By Nilanjana Sengupta (ICRW), Radhika Uppal (ICRW) and Neeta Hardikar (ANANDI)

Created 02/17/2021



“There were seven families who had walked for days from Jaipur city to my village during the Lockdown. They could not survive in the city because of lockdown and so they had come back. Since they were returnee migrants, they did not have ration cards here and could not get food grains from the PDS shop.[1] For a few days, neighbors helped them. I got to know about this from one of the members of the collective and immediately contacted the families. Then I called the PDS shop owner and told him that he must provide them with ration as per Government directive. Next day itself, the families received their ration from the shop.”

— Sunita[2], Samta Sakhi (Community Resource Person), Sheopur, Madhya Pradesh, India.

The COVID-19 pandemic and the stringent lockdown imposed throughout India have led to a major socio-economic crisis that includes loss of livelihoods and incomes, reverse migration and increased domestic violence [3]

The Sheopur district in Madhya Pradesh—home to some of the most marginalized communities in India—is one of many across the country where these conditions have exacerbated pre-existing vulnerabilities and created precarious conditions for survival.

In this context, Samta Sakhis (Community Resource Persons focused on gender equality) are playing a vital role in supporting community members and the district Administration—disseminating information, creating awareness, facilitating access to relief measures and responding to situations of gender-based violence and communal disharmony.

Samta Sakhis are appointed across Sheopur District as part of a program led by a local Gender Justice Program to address multiple issues relevant to the lives of rural women: access to food, housing, livelihoods, land rights, citizenship documents, schemes and entitlements and issues of dignity, security and gender-based violence. The initiative is implemented by the nonprofit organization ANANDI, in collaboration with the Madhya Pradesh State Rural Livelihoods Mission and with support from the Initiative of What Works to Advance Women and Girls in the Economy (IWWAGE).

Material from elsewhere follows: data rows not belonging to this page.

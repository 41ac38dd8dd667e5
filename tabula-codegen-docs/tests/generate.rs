//! End-to-end tests for the docs generator.

use serde_json::json;
use tabula_codegen::testing::{
    FailingRenderer, TestOutput, fixture_schema, multiline_check_schema, user_schema,
};
use tabula_codegen_docs::{DocsGenerator, Generator, TYPES_FILE};
use tabula_core::{EntityKind, ErrorCategory};

fn generator(output: &TestOutput, extra: serde_json::Value) -> DocsGenerator {
    let mut raw = json!({"output": "out", "ignore_tables": ["flyway_schema_history"]});
    if let (Some(raw), Some(extra)) = (raw.as_object_mut(), extra.as_object()) {
        raw.extend(extra.clone());
    }
    DocsGenerator::new(output.root(), &raw).unwrap()
}

#[test]
fn test_user_page() {
    let output = TestOutput::new();
    generator(&output, json!({"not_insertable_columns": ["created_at"]}))
        .build(&fixture_schema())
        .unwrap();

    insta::assert_snapshot!(output.read("User.md"), @r"
    <!-- Code generated by tabula. DO NOT EDIT. -->
    # user

    Application users

    | Column | Field | Type | SQL type | Attributes | Description |
    | --- | --- | --- | --- | --- | --- |
    | `id` | `id` | serial | `serial` | primary key, serial, not null |  |
    | `email` | `email` | text | `character varying(255)` | unique, not null | Login name |
    | `created_at` | `createdAt` | timestamp with time zone | `timestamptz` | not null, not insertable |  |
    | `status` | `status` | [Status](enums.md#status) | `status` | enum |  |
    | `roles` | `roles` | list of [Role](enums.md#role) | `role[]` | enum, array |  |
    ");
}

#[test]
fn test_account_page() {
    let output = TestOutput::new();
    generator(&output, json!({"title": "Acme"}))
        .build(&fixture_schema())
        .unwrap();

    let account = output.read("Account.md");
    assert!(account.contains("# account\n\n_Acme_\n\nBilling account One per user\n\n"));
    assert!(account.contains(
        "| `user_id` | `userId` | bigint | `bigint` | not null, references user(id) |  |\n"
    ));
    assert!(account.contains(
        "| `balance` | `balance` | decimal | `numeric(12,2)` | not null |  |\n"
    ));
    assert!(account.contains("| `settings` | `settings` | document | `jsonb` | json |  |\n"));
    assert!(account.contains(
        "| `age` | `age` | integer | `integer` | check: CHECK ((age >= 0)) |  |\n"
    ));

    let audit = output.read("AuditLog.md");
    assert!(audit.contains(
        "| `location` | `location` | geometry(Point,4326) | `geometry(Point,4326)` |  |  |\n"
    ));
}

#[test]
fn test_multiline_check_stays_in_its_row() {
    let output = TestOutput::new();
    generator(&output, json!({}))
        .build(&multiline_check_schema())
        .unwrap();

    let reading = output.read("Reading.md");
    assert!(reading.contains(
        "| `value` | `value` | integer | `integer` | not null, check: CHECK ( (value >= 0) AND (value < 100) ) |  |\n"
    ));
    assert!(reading.lines().all(|l| l.is_empty() || l.starts_with(['|', '#', '<'])));
}

#[test]
fn test_types_page() {
    let output = TestOutput::new();
    generator(&output, json!({})).build(&fixture_schema()).unwrap();

    let types = output.read(TYPES_FILE);
    assert!(types.contains(
        "## Status\n\nDatabase type `status`.\n\n| Member | Literal | Ordinal |\n| --- | --- | --- |\n| VALUE_1 | `1` | 1 |\n| VALUE_2 | `2` | 2 |\n| ACTIVE | `active` | 2 |\n\n## Role\n"
    ));
    assert!(types.contains("## Role\n\nAccess role\n\n"));
}

#[test]
fn test_files_in_schema_order() {
    let output = TestOutput::new();
    let result = generator(&output, json!({})).build(&fixture_schema()).unwrap();

    assert_eq!(
        result.files,
        ["User.md", "Account.md", "AuditLog.md", TYPES_FILE]
    );
    assert!(!output.files().contains(&"FlywaySchemaHistory.md".to_string()));
}

#[test]
fn test_build_is_idempotent() {
    let output = TestOutput::new();
    let generator = generator(&output, json!({}));
    let schema = fixture_schema();

    generator.build(&schema).unwrap();
    let first: Vec<_> = output.files().iter().map(|f| output.read(f)).collect();

    generator.build(&schema).unwrap();
    let second: Vec<_> = output.files().iter().map(|f| output.read(f)).collect();

    assert_eq!(first, second);
}

#[test]
fn test_preview_matches_build() {
    let output = TestOutput::new();
    let generator = generator(&output, json!({}));
    let schema = user_schema();

    let preview = generator.preview(&schema).unwrap();
    assert!(output.files().is_empty());

    generator.build(&schema).unwrap();
    for file in preview {
        let name = file.path.file_name().unwrap().to_string_lossy().into_owned();
        assert_eq!(output.read(&name), file.content, "{}", name);
    }
}

#[test]
fn test_first_failure_aborts() {
    let output = TestOutput::new();
    let generator =
        generator(&output, json!({})).with_renderer(FailingRenderer { fail_on: "table" });

    let err = generator.build(&fixture_schema()).unwrap_err();
    assert_eq!(err.category(), ErrorCategory::Render);
    assert_eq!(err.entity(), Some((EntityKind::Table, "user")));
    assert_eq!(output.files(), ["User.md"]);
}

#[test]
fn test_template_directory() {
    let output = TestOutput::new();
    output.template(
        "table",
        "{{ table_name | upper_camel }}:{% for c in columns %} {{ c.name }}/{{ c.field }}({{ c.attributes | join(\",\") }}){% endfor %};\n",
    );
    output.template("types", "{{ types | length }} types\n");

    generator(&output, json!({"templates": "templates"}))
        .build(&user_schema())
        .unwrap();

    assert_eq!(
        output.read("User.md"),
        "User: id/id(primary key,serial,not null) created_at/createdAt(not null);\n"
    );
    assert_eq!(output.read(TYPES_FILE), "0 types\n");
}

Samta Sakhis are members of microfinance-based women’s collectives who work actively to spread awareness about gender equality, conduct gender training, and take action to support women’s rights and entitlements. As community members who are themselves part of the collectives, their work strengthens community leadership and community institutions.

At the outset of the pandemic, Samta Sakhis were a crucial element of the response, helping to create awareness and counter misinformation about the disease that was causing panic and suspicion between different communities.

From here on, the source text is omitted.